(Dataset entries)
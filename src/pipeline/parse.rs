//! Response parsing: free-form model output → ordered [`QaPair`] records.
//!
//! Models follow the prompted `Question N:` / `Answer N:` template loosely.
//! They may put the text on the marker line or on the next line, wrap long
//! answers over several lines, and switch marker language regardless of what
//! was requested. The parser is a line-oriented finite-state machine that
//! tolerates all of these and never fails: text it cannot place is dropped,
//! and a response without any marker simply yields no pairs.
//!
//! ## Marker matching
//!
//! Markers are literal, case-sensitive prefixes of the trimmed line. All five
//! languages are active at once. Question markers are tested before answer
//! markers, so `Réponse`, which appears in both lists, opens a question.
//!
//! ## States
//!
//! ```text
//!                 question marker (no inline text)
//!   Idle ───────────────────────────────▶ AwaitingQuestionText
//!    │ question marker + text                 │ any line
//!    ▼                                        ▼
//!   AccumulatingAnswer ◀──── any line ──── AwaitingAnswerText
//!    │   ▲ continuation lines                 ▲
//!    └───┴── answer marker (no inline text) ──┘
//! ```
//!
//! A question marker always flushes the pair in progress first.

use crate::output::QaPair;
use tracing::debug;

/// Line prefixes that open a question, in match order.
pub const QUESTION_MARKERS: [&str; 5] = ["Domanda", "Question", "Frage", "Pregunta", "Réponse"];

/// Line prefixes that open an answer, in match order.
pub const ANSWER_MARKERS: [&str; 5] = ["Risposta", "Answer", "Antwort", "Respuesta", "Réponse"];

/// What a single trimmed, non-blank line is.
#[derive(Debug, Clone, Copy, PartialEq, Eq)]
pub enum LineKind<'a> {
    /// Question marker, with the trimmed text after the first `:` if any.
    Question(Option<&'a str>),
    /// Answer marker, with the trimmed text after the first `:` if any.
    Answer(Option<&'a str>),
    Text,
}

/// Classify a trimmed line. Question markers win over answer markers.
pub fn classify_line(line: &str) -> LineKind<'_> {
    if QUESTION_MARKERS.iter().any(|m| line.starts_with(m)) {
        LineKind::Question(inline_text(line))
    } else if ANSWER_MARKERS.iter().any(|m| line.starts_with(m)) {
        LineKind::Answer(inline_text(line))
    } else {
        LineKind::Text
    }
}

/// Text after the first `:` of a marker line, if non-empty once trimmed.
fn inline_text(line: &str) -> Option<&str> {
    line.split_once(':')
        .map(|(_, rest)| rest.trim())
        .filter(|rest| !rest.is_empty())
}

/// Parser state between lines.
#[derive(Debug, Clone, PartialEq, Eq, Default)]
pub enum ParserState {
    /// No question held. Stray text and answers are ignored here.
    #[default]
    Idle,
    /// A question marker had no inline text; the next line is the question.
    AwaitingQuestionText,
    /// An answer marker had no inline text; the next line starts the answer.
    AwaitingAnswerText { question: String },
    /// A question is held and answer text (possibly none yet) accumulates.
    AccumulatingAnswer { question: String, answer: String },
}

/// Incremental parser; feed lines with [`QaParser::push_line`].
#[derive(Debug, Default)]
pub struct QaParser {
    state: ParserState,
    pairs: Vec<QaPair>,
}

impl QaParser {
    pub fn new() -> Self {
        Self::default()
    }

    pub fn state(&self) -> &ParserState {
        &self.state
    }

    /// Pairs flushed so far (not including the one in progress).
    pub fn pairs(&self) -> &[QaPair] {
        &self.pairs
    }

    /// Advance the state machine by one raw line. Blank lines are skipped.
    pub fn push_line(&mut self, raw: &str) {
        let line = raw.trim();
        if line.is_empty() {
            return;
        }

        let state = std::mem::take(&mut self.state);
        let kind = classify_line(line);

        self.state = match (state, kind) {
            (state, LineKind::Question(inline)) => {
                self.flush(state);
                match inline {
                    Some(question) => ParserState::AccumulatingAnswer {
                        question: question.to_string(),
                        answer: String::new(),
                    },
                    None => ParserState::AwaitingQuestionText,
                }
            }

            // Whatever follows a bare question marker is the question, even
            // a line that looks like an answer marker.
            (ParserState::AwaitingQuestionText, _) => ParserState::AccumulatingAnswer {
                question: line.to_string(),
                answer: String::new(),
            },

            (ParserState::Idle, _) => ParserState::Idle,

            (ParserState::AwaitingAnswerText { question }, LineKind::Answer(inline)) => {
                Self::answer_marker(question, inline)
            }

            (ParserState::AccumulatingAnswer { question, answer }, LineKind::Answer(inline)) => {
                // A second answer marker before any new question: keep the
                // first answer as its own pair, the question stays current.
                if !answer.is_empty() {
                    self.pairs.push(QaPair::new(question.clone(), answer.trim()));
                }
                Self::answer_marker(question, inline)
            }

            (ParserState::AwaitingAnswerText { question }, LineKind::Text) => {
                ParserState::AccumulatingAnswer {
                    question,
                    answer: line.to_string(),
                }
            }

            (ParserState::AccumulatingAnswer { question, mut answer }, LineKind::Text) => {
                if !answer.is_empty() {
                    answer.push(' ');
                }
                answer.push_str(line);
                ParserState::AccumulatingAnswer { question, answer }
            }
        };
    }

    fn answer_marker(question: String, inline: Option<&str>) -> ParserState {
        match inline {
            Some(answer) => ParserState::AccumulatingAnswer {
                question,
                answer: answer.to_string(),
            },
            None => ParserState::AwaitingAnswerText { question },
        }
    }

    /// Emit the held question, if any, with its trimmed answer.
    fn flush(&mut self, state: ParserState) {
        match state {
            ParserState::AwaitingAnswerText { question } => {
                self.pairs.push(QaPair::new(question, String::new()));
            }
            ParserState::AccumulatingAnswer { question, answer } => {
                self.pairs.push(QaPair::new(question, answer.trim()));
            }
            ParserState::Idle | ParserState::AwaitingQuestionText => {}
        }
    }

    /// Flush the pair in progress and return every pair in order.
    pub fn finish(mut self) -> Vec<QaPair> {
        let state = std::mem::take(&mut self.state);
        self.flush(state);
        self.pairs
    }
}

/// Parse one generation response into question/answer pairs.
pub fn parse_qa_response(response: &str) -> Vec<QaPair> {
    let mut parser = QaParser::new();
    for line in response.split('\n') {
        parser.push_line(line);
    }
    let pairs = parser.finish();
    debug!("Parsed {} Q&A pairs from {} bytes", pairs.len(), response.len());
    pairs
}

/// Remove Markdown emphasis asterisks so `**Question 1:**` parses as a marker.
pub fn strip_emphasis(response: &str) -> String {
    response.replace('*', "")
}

#### Work instruction
Retype the data shown above so that each line matches the original.

#### Task result
filename src/pipeline/parse.rs
//! Response parsing: free-form model output → ordered [`QaPair`] records.
//!
//! Models follow the prompted `Question N:` / `Answer N:` template loosely.
//! They may put the text on the marker line or on the next line, wrap long
//! answers over several lines, and switch marker language regardless of what
//! was requested. The parser is a line-oriented finite-state machine that
//! tolerates all of these and never fails: text it cannot place is dropped,
//! and a response without any marker simply yields no pairs.
//!
//! ## Marker matching
//!
//! Markers are literal, case-sensitive prefixes of the trimmed line. All five
//! languages are active at once. Question markers are tested before answer
//! markers, so `Réponse`, which appears in both lists, opens a question.
//!
//! ## States
//!
//! ```text
//!                 question marker (no inline text)
//!   Idle ───────────────────────────────▶ AwaitingQuestionText
//!    │ question marker + text                 │ any line
//!    ▼                                        ▼
//!   AccumulatingAnswer ◀──── any line ──── AwaitingAnswerText
//!    │   ▲ continuation lines                 ▲
//!    └───┴── answer marker (no inline text) ──┘
//! ```
//!
//! A question marker always flushes the pair in progress first.

use crate::output::QaPair;
use tracing::debug;

/// Line prefixes that open a question, in match order.
pub const QUESTION_MARKERS: [&str; 5] = ["Domanda", "Question", "Frage", "Pregunta", "Réponse"];

/// Line prefixes that open an answer, in match order.
pub const ANSWER_MARKERS: [&str; 5] = ["Risposta", "Answer", "Antwort", "Respuesta", "Réponse"];

/// What a single trimmed, non-blank line is.
#[derive(Debug, Clone, Copy, PartialEq, Eq)]
pub enum LineKind<'a> {
    /// Question marker, with the trimmed text after the first `:` if any.
    Question(Option<&'a str>),
    /// Answer marker, with the trimmed text after the first `:` if any.
    Answer(Option<&'a str>),
    Text,
}

/// Classify a trimmed line. Question markers win over answer markers.
pub fn classify_line(line: &str) -> LineKind<'_> {
    if QUESTION_MARKERS.iter().any(|m| line.starts_with(m)) {
        LineKind::Question(inline_text(line))
    } else if ANSWER_MARKERS.iter().any(|m| line.starts_with(m)) {
        LineKind::Answer(inline_text(line))
    } else {
        LineKind::Text
    }
}

/// Text after the first `:` of a marker line, if non-empty once trimmed.
fn inline_text(line: &str) -> Option<&str> {
    line.split_once(':')
        .map(|(_, rest)| rest.trim())
        .filter(|rest| !rest.is_empty())
}

/// Parser state between lines.
#[derive(Debug, Clone, PartialEq, Eq, Default)]
pub enum ParserState {
    /// No question held. Stray text and answers are ignored here.
    #[default]
    Idle,
    /// A question marker had no inline text; the next line is the question.
    AwaitingQuestionText,
    /// An answer marker had no inline text; the next line starts the answer.
    AwaitingAnswerText { question: String },
    /// A question is held and answer text (possibly none yet) accumulates.
    AccumulatingAnswer { question: String, answer: String },
}

/// Incremental parser; feed lines with [`QaParser::push_line`].
#[derive(Debug, Default)]
pub struct QaParser {
    state: ParserState,
    pairs: Vec<QaPair>,
}

impl QaParser {
    pub fn new() -> Self {
        Self::default()
    }

    pub fn state(&self) -> &ParserState {
        &self.state
    }

    /// Pairs flushed so far (not including the one in progress).
    pub fn pairs(&self) -> &[QaPair] {
        &self.pairs
    }

    /// Advance the state machine by one raw line. Blank lines are skipped.
    pub fn push_line(&mut self, raw: &str) {
        let line = raw.trim();
        if line.is_empty() {
            return;
        }

        let state = std::mem::take(&mut self.state);
        let kind = classify_line(line);

        self.state = match (state, kind) {
            (state, LineKind::Question(inline)) => {
                self.flush(state);
                match inline {
                    Some(question) => ParserState::AccumulatingAnswer {
                        question: question.to_string(),
                        answer: String::new(),
                    },
                    None => ParserState::AwaitingQuestionText,
                }
            }

            // Whatever follows a bare question marker is the question, even
            // a line that looks like an answer marker.
            (ParserState::AwaitingQuestionText, _) => ParserState::AccumulatingAnswer {
                question: line.to_string(),
                answer: String::new(),
            },

            (ParserState::Idle, _) => ParserState::Idle,

            (ParserState::AwaitingAnswerText { question }, LineKind::Answer(inline)) => {
                Self::answer_marker(question, inline)
            }

            (ParserState::AccumulatingAnswer { question, answer }, LineKind::Answer(inline)) => {
                // A second answer marker before any new question: keep the
                // first answer as its own pair, the question stays current.
                if !answer.is_empty() {
                    self.pairs.push(QaPair::new(question.clone(), answer.trim()));
                }
                Self::answer_marker(question, inline)
            }

            (ParserState::AwaitingAnswerText { question }, LineKind::Text) => {
                ParserState::AccumulatingAnswer {
                    question,
                    answer: line.to_string(),
                }
            }

            (ParserState::AccumulatingAnswer { question, mut answer }, LineKind::Text) => {
                if !answer.is_empty() {
                    answer.push(' ');
                }
                answer.push_str(line);
                ParserState::AccumulatingAnswer { question, answer }
            }
        };
    }

    fn answer_marker(question: String, inline: Option<&str>) -> ParserState {
        match inline {
            Some(answer) => ParserState::AccumulatingAnswer {
                question,
                answer: answer.to_string(),
            },
            None => ParserState::AwaitingAnswerText { question },
        }
    }

    /// Emit the held question, if any, with its trimmed answer.
    fn flush(&mut self, state: ParserState) {
        match state {
            ParserState::AwaitingAnswerText { question } => {
                self.pairs.push(QaPair::new(question, String::new()));
            }
            ParserState::AccumulatingAnswer { question, answer } => {
                self.pairs.push(QaPair::new(question, answer.trim()));
            }
            ParserState::Idle | ParserState::AwaitingQuestionText => {}
        }
    }

    /// Flush the pair in progress and return every pair in order.
    pub fn finish(mut self) -> Vec<QaPair> {
        let state = std::mem::take(&mut self.state);
        self.flush(state);
        self.pairs
    }
}

/// Parse one generation response into question/answer pairs.
pub fn parse_qa_response(response: &str) -> Vec<QaPair> {
    let mut parser = QaParser::new();
    for line in response.split('\n') {
        parser.push_line(line);
    }
    let pairs = parser.finish();
    debug!("Parsed {} Q&A pairs from {} bytes", pairs.len(), response.len());
    pairs
}

/// Remove Markdown emphasis asterisks so `**Question 1:**` parses as a marker.
pub fn strip_emphasis(response: &str) -> String {
    response.replace('*', "")
}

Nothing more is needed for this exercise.